• **PROMPT**: Give back every record below, character for character.

• **GIVEN INFORMATION**:
-- Opening Marker --

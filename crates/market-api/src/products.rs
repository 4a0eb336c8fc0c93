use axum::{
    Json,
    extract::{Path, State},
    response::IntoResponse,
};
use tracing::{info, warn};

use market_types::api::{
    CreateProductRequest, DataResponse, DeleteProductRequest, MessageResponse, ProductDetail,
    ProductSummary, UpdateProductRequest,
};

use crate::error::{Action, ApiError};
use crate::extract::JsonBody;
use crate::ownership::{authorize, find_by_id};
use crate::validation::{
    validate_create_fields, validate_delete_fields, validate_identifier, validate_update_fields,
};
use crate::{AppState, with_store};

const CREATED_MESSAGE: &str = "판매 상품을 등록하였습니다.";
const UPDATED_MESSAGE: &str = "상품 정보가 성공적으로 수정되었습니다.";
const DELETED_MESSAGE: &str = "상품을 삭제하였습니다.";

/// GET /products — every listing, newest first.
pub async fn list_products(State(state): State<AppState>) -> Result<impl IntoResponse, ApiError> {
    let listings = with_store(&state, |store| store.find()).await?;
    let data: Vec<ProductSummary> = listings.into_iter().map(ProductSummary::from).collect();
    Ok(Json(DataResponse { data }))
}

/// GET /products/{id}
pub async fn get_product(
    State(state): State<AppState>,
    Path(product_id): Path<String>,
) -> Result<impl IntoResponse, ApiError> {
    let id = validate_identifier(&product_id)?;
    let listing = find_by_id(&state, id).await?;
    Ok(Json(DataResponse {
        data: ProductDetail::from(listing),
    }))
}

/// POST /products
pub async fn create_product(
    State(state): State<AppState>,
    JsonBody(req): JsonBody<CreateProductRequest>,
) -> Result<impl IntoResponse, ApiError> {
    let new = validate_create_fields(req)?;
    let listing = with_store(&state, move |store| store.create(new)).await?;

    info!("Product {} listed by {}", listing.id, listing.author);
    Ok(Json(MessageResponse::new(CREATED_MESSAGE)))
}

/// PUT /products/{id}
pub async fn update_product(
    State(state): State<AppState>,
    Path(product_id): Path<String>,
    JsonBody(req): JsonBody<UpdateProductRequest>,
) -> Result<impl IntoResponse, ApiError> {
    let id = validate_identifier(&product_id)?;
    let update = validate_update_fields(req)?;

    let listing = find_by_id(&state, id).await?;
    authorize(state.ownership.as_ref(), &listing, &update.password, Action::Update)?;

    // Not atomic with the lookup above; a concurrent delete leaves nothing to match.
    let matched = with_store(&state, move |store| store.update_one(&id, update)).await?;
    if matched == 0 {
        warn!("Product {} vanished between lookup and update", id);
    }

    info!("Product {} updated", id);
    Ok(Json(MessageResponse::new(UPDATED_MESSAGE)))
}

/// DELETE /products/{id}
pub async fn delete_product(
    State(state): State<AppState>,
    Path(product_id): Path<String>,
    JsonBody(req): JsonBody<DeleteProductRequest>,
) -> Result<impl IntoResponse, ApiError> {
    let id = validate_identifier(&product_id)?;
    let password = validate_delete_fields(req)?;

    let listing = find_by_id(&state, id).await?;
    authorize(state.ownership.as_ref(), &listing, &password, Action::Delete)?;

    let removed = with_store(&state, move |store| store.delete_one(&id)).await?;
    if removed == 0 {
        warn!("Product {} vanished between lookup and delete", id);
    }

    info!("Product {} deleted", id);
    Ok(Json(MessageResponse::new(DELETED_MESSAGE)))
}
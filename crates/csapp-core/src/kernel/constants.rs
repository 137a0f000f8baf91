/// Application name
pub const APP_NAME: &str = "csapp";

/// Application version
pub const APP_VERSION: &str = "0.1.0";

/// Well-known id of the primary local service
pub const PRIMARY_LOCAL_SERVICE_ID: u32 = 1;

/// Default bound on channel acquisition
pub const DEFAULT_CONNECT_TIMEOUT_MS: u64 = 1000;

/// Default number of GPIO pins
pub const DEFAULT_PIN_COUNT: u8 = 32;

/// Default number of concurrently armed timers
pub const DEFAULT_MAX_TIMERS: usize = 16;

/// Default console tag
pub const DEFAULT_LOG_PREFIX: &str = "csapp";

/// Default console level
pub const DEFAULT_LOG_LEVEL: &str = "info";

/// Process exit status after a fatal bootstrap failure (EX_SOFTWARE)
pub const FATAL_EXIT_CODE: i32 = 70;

-- Closing Marker --

• **REPLY TO THE EXERCISE**:
filename crates/market-api/src/products.rs
repository 4a0eb336c8fc0c93
use axum::{
    Json,
    extract::{Path, State},
    response::IntoResponse,
};
use tracing::{info, warn};

use market_types::api::{
    CreateProductRequest, DataResponse, DeleteProductRequest, MessageResponse, ProductDetail,
    ProductSummary, UpdateProductRequest,
};

use crate::error::{Action, ApiError};
use crate::extract::JsonBody;
use crate::ownership::{authorize, find_by_id};
use crate::validation::{
    validate_create_fields, validate_delete_fields, validate_identifier, validate_update_fields,
};
use crate::{AppState, with_store};

const CREATED_MESSAGE: &str = "판매 상품을 등록하였습니다.";
const UPDATED_MESSAGE: &str = "상품 정보가 성공적으로 수정되었습니다.";
const DELETED_MESSAGE: &str = "상품을 삭제하였습니다.";

/// GET /products — every listing, newest first.
pub async fn list_products(State(state): State<AppState>) -> Result<impl IntoResponse, ApiError> {
    let listings = with_store(&state, |store| store.find()).await?;
    let data: Vec<ProductSummary> = listings.into_iter().map(ProductSummary::from).collect();
    Ok(Json(DataResponse { data }))
}

/// GET /products/{id}
pub async fn get_product(
    State(state): State<AppState>,
    Path(product_id): Path<String>,
) -> Result<impl IntoResponse, ApiError> {
    let id = validate_identifier(&product_id)?;
    let listing = find_by_id(&state, id).await?;
    Ok(Json(DataResponse {
        data: ProductDetail::from(listing),
    }))
}

/// POST /products
pub async fn create_product(
    State(state): State<AppState>,
    JsonBody(req): JsonBody<CreateProductRequest>,
) -> Result<impl IntoResponse, ApiError> {
    let new = validate_create_fields(req)?;
    let listing = with_store(&state, move |store| store.create(new)).await?;

    info!("Product {} listed by {}", listing.id, listing.author);
    Ok(Json(MessageResponse::new(CREATED_MESSAGE)))
}

/// PUT /products/{id}
pub async fn update_product(
    State(state): State<AppState>,
    Path(product_id): Path<String>,
    JsonBody(req): JsonBody<UpdateProductRequest>,
) -> Result<impl IntoResponse, ApiError> {
    let id = validate_identifier(&product_id)?;
    let update = validate_update_fields(req)?;

    let listing = find_by_id(&state, id).await?;
    authorize(state.ownership.as_ref(), &listing, &update.password, Action::Update)?;

    // Not atomic with the lookup above; a concurrent delete leaves nothing to match.
    let matched = with_store(&state, move |store| store.update_one(&id, update)).await?;
    if matched == 0 {
        warn!("Product {} vanished between lookup and update", id);
    }

    info!("Product {} updated", id);
    Ok(Json(MessageResponse::new(UPDATED_MESSAGE)))
}

/// DELETE /products/{id}
pub async fn delete_product(
    State(state): State<AppState>,
    Path(product_id): Path<String>,
    JsonBody(req): JsonBody<DeleteProductRequest>,
) -> Result<impl IntoResponse, ApiError> {
    let id = validate_identifier(&product_id)?;
    let password = validate_delete_fields(req)?;

    let listing = find_by_id(&state, id).await?;
    authorize(state.ownership.as_ref(), &listing, &password, Action::Delete)?;

    let removed = with_store(&state, move |store| store.delete_one(&id)).await?;
    if removed == 0 {
        warn!("Product {} vanished between lookup and delete", id);
    }

    info!("Product {} deleted", id);
    Ok(Json(MessageResponse::new(DELETED_MESSAGE)))
}
filename crates/csapp-core/src/kernel/constants.rs
repository 137a0f000f8baf91
/// Application name
pub const APP_NAME: &str = "csapp";

/// Application version
pub const APP_VERSION: &str = "0.1.0";

/// Well-known id of the primary local service
pub const PRIMARY_LOCAL_SERVICE_ID: u32 = 1;

/// Default bound on channel acquisition
pub const DEFAULT_CONNECT_TIMEOUT_MS: u64 = 1000;

/// Default number of GPIO pins
pub const DEFAULT_PIN_COUNT: u8 = 32;

/// Default number of concurrently armed timers
pub const DEFAULT_MAX_TIMERS: usize = 16;

/// Default console tag
pub const DEFAULT_LOG_PREFIX: &str = "csapp";

/// Default console level
pub const DEFAULT_LOG_LEVEL: &str = "info";

/// Process exit status after a fatal bootstrap failure (EX_SOFTWARE)
pub const FATAL_EXIT_CODE: i32 = 70;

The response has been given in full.